Given records:
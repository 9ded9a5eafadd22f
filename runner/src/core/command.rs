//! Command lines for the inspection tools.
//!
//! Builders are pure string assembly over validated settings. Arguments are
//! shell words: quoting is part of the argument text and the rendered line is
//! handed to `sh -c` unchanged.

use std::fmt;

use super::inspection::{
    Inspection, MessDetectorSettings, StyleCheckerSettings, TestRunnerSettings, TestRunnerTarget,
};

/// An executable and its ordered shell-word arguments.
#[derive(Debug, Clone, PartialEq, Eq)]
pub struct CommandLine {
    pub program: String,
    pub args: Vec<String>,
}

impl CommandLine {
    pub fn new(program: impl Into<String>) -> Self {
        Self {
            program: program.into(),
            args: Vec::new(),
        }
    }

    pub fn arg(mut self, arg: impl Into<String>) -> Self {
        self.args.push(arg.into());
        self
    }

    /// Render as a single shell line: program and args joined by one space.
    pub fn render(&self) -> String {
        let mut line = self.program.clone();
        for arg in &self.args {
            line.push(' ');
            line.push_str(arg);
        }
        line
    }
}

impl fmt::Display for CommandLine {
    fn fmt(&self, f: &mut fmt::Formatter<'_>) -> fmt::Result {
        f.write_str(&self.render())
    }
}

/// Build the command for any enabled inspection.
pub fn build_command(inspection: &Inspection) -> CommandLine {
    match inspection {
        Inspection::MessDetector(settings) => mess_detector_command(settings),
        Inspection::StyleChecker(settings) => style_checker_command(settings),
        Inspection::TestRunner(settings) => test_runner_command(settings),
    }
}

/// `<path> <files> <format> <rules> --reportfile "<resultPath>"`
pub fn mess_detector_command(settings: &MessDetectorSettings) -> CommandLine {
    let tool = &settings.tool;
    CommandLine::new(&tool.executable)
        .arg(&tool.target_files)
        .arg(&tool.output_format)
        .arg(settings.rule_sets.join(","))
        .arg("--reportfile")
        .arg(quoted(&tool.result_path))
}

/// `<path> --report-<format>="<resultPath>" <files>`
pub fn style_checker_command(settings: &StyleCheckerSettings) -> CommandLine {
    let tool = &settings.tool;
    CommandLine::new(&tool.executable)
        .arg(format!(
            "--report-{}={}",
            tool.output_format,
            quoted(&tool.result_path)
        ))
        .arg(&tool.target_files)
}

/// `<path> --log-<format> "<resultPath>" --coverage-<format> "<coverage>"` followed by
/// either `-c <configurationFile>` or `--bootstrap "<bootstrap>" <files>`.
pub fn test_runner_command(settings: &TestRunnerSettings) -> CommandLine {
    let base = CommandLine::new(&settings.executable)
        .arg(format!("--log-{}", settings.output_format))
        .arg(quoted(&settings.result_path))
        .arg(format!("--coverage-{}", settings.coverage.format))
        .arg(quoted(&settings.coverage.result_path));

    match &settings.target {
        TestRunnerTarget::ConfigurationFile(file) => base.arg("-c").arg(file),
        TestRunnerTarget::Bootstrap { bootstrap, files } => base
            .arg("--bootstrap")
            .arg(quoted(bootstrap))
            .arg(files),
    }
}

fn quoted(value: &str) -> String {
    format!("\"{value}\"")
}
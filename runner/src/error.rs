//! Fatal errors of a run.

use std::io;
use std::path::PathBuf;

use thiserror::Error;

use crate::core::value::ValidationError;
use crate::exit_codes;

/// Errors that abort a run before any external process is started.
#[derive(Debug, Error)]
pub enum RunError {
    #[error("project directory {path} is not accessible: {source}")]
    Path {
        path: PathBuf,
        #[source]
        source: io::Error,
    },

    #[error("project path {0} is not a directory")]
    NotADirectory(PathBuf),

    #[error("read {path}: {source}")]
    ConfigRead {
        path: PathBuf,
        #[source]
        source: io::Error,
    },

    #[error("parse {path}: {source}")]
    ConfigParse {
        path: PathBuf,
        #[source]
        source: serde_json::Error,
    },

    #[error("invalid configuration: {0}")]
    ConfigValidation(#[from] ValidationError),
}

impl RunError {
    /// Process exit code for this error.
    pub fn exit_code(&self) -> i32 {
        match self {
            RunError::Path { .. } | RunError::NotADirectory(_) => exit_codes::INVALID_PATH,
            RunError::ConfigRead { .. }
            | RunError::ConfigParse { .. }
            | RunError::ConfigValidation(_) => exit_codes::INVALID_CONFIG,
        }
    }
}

Problem:
A single number is the whole answer: how many lines in the entries hold the word "crate".

The completed task:
2